Task instructions:
An exact reproduction of all the entries is what the answer must contain.
━━━━━━━━━━
//! Ordered field-path → value mappings.

use crate::canonical::to_canonical_bytes;
use crate::hash::SaveHash;
use crate::value::InstructionValue;
use serde::{Deserialize, Serialize};
use std::collections::{btree_map, BTreeMap, BTreeSet};

/// The save instructions of a batch: an ordered mapping from field path
/// (e.g. `"inventory.gold"`) to the field's new value.
///
/// The engine owns batching policy; producers own the meaning of paths
/// and values.
#[derive(Debug, Clone, Default, PartialEq, Eq, Serialize, Deserialize)]
#[serde(transparent)]
pub struct Instructions(BTreeMap<String, InstructionValue>);

impl Instructions {
    /// Creates an empty instruction set.
    #[must_use]
    pub fn new() -> Self {
        Self::default()
    }

    /// Sets `path` to `value`, returning the previous value.
    pub fn insert(
        &mut self,
        path: impl Into<String>,
        value: impl Into<InstructionValue>,
    ) -> Option<InstructionValue> {
        self.0.insert(path.into(), value.into())
    }

    /// Returns the value for `path`.
    #[must_use]
    pub fn get(&self, path: &str) -> Option<&InstructionValue> {
        self.0.get(path)
    }

    /// Returns true if `path` is set.
    #[must_use]
    pub fn contains_key(&self, path: &str) -> bool {
        self.0.contains_key(path)
    }

    /// Iterates over field paths in order.
    pub fn keys(&self) -> impl Iterator<Item = &str> {
        self.0.keys().map(String::as_str)
    }

    /// Iterates over `(path, value)` pairs in order.
    pub fn iter(&self) -> btree_map::Iter<'_, String, InstructionValue> {
        self.0.iter()
    }

    /// Returns the number of instructions.
    #[must_use]
    pub fn len(&self) -> usize {
        self.0.len()
    }

    /// Returns true if there are no instructions.
    #[must_use]
    pub fn is_empty(&self) -> bool {
        self.0.is_empty()
    }

    /// Returns the field paths set by both `self` and `other`.
    #[must_use]
    pub fn overlapping_keys(&self, other: &Self) -> BTreeSet<String> {
        let (small, large) = if self.len() <= other.len() {
            (self, other)
        } else {
            (other, self)
        };
        small
            .0
            .keys()
            .filter(|k| large.0.contains_key(k.as_str()))
            .cloned()
            .collect()
    }

    /// Returns true if no field path is set by both `self` and `other`.
    #[must_use]
    pub fn is_disjoint(&self, other: &Self) -> bool {
        self.overlapping_keys(other).is_empty()
    }

    /// Returns the canonical CBOR encoding of these instructions.
    #[must_use]
    pub fn canonical_bytes(&self) -> Vec<u8> {
        to_canonical_bytes(self)
    }

    /// Returns the content hash of these instructions.
    #[must_use]
    pub fn save_hash(&self) -> SaveHash {
        SaveHash::compute(&self.canonical_bytes())
    }
}

impl<K, V> FromIterator<(K, V)> for Instructions
where
    K: Into<String>,
    V: Into<InstructionValue>,
{
    fn from_iter<I: IntoIterator<Item = (K, V)>>(iter: I) -> Self {
        Self(
            iter.into_iter()
                .map(|(k, v)| (k.into(), v.into()))
                .collect(),
        )
    }
}

impl IntoIterator for Instructions {
    type Item = (String, InstructionValue);
    type IntoIter = btree_map::IntoIter<String, InstructionValue>;

    fn into_iter(self) -> Self::IntoIter {
        self.0.into_iter()
    }
}

impl<'a> IntoIterator for &'a Instructions {
    type Item = (&'a String, &'a InstructionValue);
    type IntoIter = btree_map::Iter<'a, String, InstructionValue>;

    fn into_iter(self) -> Self::IntoIter {
        self.0.iter()
    }
}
━━━━━━━━━━
The completed task:
//! Ordered field-path → value mappings.

use crate::canonical::to_canonical_bytes;
use crate::hash::SaveHash;
use crate::value::InstructionValue;
use serde::{Deserialize, Serialize};
use std::collections::{btree_map, BTreeMap, BTreeSet};

/// The save instructions of a batch: an ordered mapping from field path
/// (e.g. `"inventory.gold"`) to the field's new value.
///
/// The engine owns batching policy; producers own the meaning of paths
/// and values.
#[derive(Debug, Clone, Default, PartialEq, Eq, Serialize, Deserialize)]
#[serde(transparent)]
pub struct Instructions(BTreeMap<String, InstructionValue>);

impl Instructions {
    /// Creates an empty instruction set.
    #[must_use]
    pub fn new() -> Self {
        Self::default()
    }

    /// Sets `path` to `value`, returning the previous value.
    pub fn insert(
        &mut self,
        path: impl Into<String>,
        value: impl Into<InstructionValue>,
    ) -> Option<InstructionValue> {
        self.0.insert(path.into(), value.into())
    }

    /// Returns the value for `path`.
    #[must_use]
    pub fn get(&self, path: &str) -> Option<&InstructionValue> {
        self.0.get(path)
    }

    /// Returns true if `path` is set.
    #[must_use]
    pub fn contains_key(&self, path: &str) -> bool {
        self.0.contains_key(path)
    }

    /// Iterates over field paths in order.
    pub fn keys(&self) -> impl Iterator<Item = &str> {
        self.0.keys().map(String::as_str)
    }

    /// Iterates over `(path, value)` pairs in order.
    pub fn iter(&self) -> btree_map::Iter<'_, String, InstructionValue> {
        self.0.iter()
    }

    /// Returns the number of instructions.
    #[must_use]
    pub fn len(&self) -> usize {
        self.0.len()
    }

    /// Returns true if there are no instructions.
    #[must_use]
    pub fn is_empty(&self) -> bool {
        self.0.is_empty()
    }

    /// Returns the field paths set by both `self` and `other`.
    #[must_use]
    pub fn overlapping_keys(&self, other: &Self) -> BTreeSet<String> {
        let (small, large) = if self.len() <= other.len() {
            (self, other)
        } else {
            (other, self)
        };
        small
            .0
            .keys()
            .filter(|k| large.0.contains_key(k.as_str()))
            .cloned()
            .collect()
    }

    /// Returns true if no field path is set by both `self` and `other`.
    #[must_use]
    pub fn is_disjoint(&self, other: &Self) -> bool {
        self.overlapping_keys(other).is_empty()
    }

    /// Returns the canonical CBOR encoding of these instructions.
    #[must_use]
    pub fn canonical_bytes(&self) -> Vec<u8> {
        to_canonical_bytes(self)
    }

    /// Returns the content hash of these instructions.
    #[must_use]
    pub fn save_hash(&self) -> SaveHash {
        SaveHash::compute(&self.canonical_bytes())
    }
}

impl<K, V> FromIterator<(K, V)> for Instructions
where
    K: Into<String>,
    V: Into<InstructionValue>,
{
    fn from_iter<I: IntoIterator<Item = (K, V)>>(iter: I) -> Self {
        Self(
            iter.into_iter()
                .map(|(k, v)| (k.into(), v.into()))
                .collect(),
        )
    }
}

impl IntoIterator for Instructions {
    type Item = (String, InstructionValue);
    type IntoIter = btree_map::IntoIter<String, InstructionValue>;

    fn into_iter(self) -> Self::IntoIter {
        self.0.into_iter()
    }
}

impl<'a> IntoIterator for &'a Instructions {
    type Item = (&'a String, &'a InstructionValue);
    type IntoIter = btree_map::Iter<'a, String, InstructionValue>;

    fn into_iter(self) -> Self::IntoIter {
        self.0.iter()
    }
}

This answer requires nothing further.